### REQUIRED WORK
Find every line of the records that has "unsampleable" and return it.

___ MATERIAL FOR THIS TASK ___

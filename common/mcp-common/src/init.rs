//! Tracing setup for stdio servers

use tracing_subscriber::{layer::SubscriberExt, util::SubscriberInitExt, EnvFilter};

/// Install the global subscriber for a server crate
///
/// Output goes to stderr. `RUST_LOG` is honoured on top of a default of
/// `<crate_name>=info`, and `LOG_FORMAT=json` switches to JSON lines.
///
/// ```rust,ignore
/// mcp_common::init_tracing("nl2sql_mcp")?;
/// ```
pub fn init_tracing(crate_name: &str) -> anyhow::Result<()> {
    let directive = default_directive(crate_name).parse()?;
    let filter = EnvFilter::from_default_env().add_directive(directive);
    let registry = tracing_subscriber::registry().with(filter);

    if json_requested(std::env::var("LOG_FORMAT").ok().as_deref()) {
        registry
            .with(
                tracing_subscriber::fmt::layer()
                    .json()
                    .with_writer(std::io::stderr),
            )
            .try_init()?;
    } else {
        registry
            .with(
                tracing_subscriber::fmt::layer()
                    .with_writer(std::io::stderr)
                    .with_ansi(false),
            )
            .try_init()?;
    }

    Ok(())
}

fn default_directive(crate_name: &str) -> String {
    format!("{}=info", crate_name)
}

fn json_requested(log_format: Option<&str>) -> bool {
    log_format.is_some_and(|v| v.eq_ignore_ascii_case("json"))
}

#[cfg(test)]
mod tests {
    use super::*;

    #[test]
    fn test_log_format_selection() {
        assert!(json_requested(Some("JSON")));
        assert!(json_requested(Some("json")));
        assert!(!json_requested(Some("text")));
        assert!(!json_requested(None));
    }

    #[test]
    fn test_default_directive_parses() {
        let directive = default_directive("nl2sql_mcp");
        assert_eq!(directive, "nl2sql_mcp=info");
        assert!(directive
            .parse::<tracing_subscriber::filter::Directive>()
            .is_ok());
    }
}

___
___ MATERIAL FOR THIS TASK ___

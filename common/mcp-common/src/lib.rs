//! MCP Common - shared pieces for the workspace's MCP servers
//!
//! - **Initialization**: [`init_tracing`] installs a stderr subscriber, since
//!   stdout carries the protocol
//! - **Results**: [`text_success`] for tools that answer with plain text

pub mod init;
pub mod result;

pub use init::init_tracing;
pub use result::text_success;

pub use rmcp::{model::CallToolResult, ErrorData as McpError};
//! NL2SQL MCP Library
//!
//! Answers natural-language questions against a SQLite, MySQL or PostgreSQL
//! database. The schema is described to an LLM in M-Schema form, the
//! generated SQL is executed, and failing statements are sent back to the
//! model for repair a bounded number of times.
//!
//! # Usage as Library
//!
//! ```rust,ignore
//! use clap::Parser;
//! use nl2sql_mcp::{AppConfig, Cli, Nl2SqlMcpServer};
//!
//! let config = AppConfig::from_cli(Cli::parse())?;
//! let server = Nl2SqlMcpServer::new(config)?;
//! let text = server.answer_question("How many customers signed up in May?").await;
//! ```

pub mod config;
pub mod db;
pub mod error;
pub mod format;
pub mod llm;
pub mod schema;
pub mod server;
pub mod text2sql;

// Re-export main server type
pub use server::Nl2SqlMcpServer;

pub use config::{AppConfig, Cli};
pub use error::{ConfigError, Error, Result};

___
___ MATERIAL FOR THIS TASK ___

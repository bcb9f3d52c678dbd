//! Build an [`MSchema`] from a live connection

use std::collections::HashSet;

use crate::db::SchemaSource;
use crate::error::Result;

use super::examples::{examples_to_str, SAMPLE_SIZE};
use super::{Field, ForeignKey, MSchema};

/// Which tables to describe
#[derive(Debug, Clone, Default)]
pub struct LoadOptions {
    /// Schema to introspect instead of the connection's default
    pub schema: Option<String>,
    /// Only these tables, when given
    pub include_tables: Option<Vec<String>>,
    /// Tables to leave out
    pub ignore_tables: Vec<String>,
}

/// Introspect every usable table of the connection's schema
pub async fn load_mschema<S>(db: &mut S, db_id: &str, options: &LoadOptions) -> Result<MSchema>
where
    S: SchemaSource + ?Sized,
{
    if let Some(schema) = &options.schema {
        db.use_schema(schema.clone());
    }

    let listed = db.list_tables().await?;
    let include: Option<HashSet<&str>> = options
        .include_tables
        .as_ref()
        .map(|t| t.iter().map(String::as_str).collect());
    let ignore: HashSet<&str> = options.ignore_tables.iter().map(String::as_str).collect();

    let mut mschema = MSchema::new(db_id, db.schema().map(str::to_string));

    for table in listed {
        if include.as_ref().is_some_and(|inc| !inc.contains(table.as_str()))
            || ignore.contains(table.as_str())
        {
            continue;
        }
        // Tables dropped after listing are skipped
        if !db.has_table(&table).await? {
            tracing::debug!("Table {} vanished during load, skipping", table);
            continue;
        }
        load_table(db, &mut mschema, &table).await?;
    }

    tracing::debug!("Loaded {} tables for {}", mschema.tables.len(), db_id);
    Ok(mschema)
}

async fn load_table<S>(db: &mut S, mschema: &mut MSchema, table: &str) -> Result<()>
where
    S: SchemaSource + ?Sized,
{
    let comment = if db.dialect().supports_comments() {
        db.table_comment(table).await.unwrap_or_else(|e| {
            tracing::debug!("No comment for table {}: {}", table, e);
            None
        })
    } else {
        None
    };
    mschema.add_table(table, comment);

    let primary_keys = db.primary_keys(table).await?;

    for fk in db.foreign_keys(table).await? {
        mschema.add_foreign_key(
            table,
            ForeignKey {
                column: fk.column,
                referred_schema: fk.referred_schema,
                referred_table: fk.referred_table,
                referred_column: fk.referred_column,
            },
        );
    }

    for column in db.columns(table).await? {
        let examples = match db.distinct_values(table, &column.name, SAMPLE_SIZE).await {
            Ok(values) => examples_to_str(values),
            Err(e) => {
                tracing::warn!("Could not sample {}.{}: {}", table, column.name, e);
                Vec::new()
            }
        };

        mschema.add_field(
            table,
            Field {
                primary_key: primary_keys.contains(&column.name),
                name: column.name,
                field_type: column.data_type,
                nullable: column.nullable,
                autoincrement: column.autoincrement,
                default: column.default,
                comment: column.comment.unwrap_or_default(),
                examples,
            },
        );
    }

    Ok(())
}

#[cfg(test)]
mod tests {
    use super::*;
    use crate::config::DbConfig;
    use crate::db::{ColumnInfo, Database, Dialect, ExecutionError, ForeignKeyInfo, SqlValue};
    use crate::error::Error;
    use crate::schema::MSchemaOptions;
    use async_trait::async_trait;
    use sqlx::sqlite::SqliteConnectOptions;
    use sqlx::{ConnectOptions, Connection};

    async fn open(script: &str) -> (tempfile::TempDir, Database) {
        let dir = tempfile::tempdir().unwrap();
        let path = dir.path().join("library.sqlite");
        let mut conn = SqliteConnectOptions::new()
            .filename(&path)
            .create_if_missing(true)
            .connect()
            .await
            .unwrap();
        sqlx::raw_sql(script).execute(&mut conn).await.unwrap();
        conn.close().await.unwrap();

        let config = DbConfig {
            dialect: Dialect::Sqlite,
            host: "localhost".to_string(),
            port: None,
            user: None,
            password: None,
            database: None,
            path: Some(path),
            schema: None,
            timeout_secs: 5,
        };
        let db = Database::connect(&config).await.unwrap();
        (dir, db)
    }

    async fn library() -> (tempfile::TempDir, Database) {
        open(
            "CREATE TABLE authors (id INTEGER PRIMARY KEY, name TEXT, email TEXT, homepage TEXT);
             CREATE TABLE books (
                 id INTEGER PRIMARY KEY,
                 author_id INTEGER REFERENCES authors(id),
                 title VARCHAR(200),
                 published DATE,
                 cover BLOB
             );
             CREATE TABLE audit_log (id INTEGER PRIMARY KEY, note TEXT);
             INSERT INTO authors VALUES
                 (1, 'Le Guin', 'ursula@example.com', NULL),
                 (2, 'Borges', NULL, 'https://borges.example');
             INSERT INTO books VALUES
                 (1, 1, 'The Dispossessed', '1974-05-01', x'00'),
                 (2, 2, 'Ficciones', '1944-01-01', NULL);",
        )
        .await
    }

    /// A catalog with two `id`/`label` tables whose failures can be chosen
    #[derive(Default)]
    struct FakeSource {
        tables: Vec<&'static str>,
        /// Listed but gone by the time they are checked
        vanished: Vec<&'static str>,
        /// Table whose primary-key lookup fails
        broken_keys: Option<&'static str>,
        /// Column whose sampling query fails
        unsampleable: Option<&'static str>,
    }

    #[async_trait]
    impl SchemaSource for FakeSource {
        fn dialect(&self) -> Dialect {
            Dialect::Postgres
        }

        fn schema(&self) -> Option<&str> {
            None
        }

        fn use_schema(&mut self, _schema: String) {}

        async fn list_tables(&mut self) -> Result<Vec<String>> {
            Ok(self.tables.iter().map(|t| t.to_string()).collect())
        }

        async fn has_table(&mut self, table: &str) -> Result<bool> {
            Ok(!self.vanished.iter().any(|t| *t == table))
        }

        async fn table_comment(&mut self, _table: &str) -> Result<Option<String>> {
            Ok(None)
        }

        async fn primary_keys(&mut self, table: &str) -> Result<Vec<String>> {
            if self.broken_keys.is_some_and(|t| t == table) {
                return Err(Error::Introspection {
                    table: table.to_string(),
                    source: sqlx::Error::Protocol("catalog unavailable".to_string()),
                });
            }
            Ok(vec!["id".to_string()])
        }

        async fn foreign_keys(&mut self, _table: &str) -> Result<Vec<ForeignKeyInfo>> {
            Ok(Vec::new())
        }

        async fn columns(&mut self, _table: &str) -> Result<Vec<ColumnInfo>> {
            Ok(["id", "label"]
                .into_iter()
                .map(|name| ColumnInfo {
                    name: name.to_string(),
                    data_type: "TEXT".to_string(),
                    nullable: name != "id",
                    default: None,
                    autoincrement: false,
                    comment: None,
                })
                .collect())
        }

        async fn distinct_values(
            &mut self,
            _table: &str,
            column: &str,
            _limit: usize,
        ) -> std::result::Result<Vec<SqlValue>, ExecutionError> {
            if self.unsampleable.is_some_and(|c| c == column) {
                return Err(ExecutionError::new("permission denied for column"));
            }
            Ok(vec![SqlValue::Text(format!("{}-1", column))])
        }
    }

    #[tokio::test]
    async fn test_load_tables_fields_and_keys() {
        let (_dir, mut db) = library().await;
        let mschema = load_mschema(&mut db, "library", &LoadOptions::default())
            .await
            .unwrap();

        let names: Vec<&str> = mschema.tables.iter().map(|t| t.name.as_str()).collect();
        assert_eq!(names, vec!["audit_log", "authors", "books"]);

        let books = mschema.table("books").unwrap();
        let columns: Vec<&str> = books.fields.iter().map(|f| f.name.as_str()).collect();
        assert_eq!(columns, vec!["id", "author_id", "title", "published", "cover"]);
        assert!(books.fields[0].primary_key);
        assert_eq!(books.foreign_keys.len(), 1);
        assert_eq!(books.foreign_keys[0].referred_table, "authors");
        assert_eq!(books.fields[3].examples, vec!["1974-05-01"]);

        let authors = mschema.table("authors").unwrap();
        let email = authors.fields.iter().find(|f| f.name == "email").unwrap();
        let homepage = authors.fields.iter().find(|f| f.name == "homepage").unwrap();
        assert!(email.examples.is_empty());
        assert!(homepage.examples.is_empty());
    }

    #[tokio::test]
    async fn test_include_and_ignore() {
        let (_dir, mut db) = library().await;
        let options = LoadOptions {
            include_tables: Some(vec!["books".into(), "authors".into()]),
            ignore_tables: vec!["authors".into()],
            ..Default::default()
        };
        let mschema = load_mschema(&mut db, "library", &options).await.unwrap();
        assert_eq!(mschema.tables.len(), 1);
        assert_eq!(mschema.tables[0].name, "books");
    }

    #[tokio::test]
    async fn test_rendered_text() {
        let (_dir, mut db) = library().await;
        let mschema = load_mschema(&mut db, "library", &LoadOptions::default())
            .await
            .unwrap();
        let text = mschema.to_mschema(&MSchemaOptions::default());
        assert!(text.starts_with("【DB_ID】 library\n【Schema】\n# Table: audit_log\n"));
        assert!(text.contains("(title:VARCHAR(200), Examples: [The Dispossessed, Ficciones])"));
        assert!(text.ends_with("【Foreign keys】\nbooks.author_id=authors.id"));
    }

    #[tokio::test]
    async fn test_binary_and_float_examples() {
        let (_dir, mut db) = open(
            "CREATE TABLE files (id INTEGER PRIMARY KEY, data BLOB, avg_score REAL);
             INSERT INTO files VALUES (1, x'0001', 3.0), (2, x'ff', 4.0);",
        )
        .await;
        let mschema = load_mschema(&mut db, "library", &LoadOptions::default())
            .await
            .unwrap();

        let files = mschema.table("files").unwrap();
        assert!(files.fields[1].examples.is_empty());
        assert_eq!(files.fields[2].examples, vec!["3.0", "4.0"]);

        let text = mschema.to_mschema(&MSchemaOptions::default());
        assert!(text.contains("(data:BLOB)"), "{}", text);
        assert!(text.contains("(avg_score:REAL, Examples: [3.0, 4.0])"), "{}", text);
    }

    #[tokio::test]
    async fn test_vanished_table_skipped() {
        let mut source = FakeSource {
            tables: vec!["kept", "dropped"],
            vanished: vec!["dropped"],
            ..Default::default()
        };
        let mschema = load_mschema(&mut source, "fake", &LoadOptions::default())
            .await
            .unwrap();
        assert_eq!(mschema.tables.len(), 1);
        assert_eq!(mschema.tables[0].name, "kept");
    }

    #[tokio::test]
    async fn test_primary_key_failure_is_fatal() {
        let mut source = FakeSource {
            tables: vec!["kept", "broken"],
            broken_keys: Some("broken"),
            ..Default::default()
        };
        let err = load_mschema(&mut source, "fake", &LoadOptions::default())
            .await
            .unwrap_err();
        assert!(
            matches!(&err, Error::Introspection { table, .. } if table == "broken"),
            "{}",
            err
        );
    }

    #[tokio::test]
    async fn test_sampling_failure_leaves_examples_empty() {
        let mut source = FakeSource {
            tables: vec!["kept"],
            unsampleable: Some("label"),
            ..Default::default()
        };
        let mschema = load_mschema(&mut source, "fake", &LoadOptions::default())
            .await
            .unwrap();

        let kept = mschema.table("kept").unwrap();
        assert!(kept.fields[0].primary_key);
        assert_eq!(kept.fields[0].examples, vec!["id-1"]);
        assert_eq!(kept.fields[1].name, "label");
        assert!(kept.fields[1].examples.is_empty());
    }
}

___

### RESULT OF THE EXERCISE
        unsampleable: Option<&'static str>,
            if self.unsampleable.is_some_and(|c| c == column) {
            unsampleable: Some("label"),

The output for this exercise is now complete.